◆ **DATA TO USE**
◆ ◆ ◆ ◆

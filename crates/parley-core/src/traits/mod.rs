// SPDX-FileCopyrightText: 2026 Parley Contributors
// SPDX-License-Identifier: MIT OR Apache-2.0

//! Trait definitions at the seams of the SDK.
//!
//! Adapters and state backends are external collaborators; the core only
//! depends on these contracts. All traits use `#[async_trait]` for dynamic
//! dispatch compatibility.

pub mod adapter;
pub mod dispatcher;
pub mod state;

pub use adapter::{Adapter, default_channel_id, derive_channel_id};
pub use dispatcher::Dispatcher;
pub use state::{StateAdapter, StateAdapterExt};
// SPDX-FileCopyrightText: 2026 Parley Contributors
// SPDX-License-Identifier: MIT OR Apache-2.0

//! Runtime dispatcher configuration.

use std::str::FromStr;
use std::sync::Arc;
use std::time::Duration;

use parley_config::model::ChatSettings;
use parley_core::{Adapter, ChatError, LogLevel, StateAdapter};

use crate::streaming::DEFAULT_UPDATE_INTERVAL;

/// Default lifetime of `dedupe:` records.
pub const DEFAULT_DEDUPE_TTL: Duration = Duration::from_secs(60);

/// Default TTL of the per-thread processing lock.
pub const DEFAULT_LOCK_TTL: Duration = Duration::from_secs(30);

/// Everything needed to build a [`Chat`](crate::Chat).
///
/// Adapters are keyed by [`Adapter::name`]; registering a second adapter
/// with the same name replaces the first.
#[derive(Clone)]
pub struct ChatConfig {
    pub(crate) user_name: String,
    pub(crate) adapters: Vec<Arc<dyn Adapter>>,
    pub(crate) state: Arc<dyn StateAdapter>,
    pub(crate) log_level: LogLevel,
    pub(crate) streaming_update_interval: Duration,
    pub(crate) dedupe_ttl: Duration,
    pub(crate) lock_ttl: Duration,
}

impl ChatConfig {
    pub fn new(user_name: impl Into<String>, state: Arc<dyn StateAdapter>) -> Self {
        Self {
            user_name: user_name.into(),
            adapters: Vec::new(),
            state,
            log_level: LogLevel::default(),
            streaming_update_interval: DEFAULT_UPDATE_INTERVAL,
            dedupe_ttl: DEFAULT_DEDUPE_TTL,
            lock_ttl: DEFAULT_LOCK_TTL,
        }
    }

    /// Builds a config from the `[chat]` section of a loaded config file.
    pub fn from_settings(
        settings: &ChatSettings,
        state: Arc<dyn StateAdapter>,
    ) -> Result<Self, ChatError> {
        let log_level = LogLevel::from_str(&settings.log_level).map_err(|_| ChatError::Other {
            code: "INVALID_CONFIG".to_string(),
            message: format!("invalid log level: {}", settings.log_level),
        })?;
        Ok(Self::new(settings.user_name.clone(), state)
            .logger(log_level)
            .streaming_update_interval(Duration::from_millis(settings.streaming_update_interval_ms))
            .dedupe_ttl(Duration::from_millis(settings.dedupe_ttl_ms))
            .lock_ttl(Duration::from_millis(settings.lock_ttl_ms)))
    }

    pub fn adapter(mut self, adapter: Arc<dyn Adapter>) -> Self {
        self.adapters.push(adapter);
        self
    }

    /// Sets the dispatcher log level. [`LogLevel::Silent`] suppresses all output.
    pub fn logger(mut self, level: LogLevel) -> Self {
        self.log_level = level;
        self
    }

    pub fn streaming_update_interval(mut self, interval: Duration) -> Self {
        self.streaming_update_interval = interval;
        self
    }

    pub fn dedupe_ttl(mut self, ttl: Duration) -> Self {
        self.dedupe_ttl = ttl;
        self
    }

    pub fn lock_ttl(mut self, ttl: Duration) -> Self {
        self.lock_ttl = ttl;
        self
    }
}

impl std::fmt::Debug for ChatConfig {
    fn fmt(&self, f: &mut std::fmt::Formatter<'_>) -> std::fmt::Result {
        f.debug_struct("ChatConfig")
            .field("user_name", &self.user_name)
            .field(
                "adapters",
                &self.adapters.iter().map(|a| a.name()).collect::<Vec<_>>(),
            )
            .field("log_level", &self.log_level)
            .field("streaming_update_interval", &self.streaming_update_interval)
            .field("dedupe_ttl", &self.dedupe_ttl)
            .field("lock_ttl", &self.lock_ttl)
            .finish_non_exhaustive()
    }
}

◆ ◆ ◆ ◆

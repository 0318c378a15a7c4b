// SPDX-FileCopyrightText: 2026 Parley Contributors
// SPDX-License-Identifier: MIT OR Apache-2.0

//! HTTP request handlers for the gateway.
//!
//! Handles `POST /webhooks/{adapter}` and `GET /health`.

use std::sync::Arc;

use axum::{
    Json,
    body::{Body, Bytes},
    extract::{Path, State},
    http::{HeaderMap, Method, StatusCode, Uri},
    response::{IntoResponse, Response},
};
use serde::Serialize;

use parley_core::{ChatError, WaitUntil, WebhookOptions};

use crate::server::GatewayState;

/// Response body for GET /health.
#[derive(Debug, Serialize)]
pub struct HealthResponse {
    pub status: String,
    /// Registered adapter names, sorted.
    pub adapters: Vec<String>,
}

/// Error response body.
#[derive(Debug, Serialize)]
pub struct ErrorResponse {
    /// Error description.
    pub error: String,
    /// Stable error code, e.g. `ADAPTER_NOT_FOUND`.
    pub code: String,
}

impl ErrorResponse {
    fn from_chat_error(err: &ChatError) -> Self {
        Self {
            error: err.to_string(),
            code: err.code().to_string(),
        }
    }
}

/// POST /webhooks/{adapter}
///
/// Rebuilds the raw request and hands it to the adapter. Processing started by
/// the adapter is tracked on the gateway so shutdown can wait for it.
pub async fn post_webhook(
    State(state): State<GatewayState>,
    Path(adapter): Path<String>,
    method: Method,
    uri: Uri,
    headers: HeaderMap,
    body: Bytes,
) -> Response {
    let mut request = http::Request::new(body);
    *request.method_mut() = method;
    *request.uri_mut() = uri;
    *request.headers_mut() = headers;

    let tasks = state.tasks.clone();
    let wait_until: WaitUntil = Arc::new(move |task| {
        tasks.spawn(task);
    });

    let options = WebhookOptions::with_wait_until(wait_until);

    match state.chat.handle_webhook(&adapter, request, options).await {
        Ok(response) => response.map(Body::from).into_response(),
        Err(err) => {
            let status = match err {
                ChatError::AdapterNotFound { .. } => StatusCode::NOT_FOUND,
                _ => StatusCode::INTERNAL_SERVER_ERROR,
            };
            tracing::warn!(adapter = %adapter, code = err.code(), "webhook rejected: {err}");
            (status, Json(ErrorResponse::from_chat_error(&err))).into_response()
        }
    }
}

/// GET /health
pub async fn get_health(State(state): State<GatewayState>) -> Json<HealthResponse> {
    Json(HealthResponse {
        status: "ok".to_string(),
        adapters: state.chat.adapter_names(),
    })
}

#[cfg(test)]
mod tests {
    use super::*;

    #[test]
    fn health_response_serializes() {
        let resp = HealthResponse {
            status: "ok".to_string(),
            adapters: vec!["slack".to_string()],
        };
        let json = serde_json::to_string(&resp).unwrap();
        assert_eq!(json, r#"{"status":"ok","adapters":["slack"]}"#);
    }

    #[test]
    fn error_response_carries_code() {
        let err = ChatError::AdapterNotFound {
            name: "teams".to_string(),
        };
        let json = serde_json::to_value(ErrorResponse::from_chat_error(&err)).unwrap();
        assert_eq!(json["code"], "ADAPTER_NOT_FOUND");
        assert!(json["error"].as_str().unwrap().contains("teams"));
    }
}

◆ ◆ ◆ ◆

◆ **REQUIRED WORK**
Work through the entries, filtering for the string "Result", and copy each line that holds it.

◆ **SOLUTION TO THIS TASK**
    ) -> Result<Self, ChatError> {
    fn fmt(&self, f: &mut std::fmt::Formatter<'_>) -> std::fmt::Result {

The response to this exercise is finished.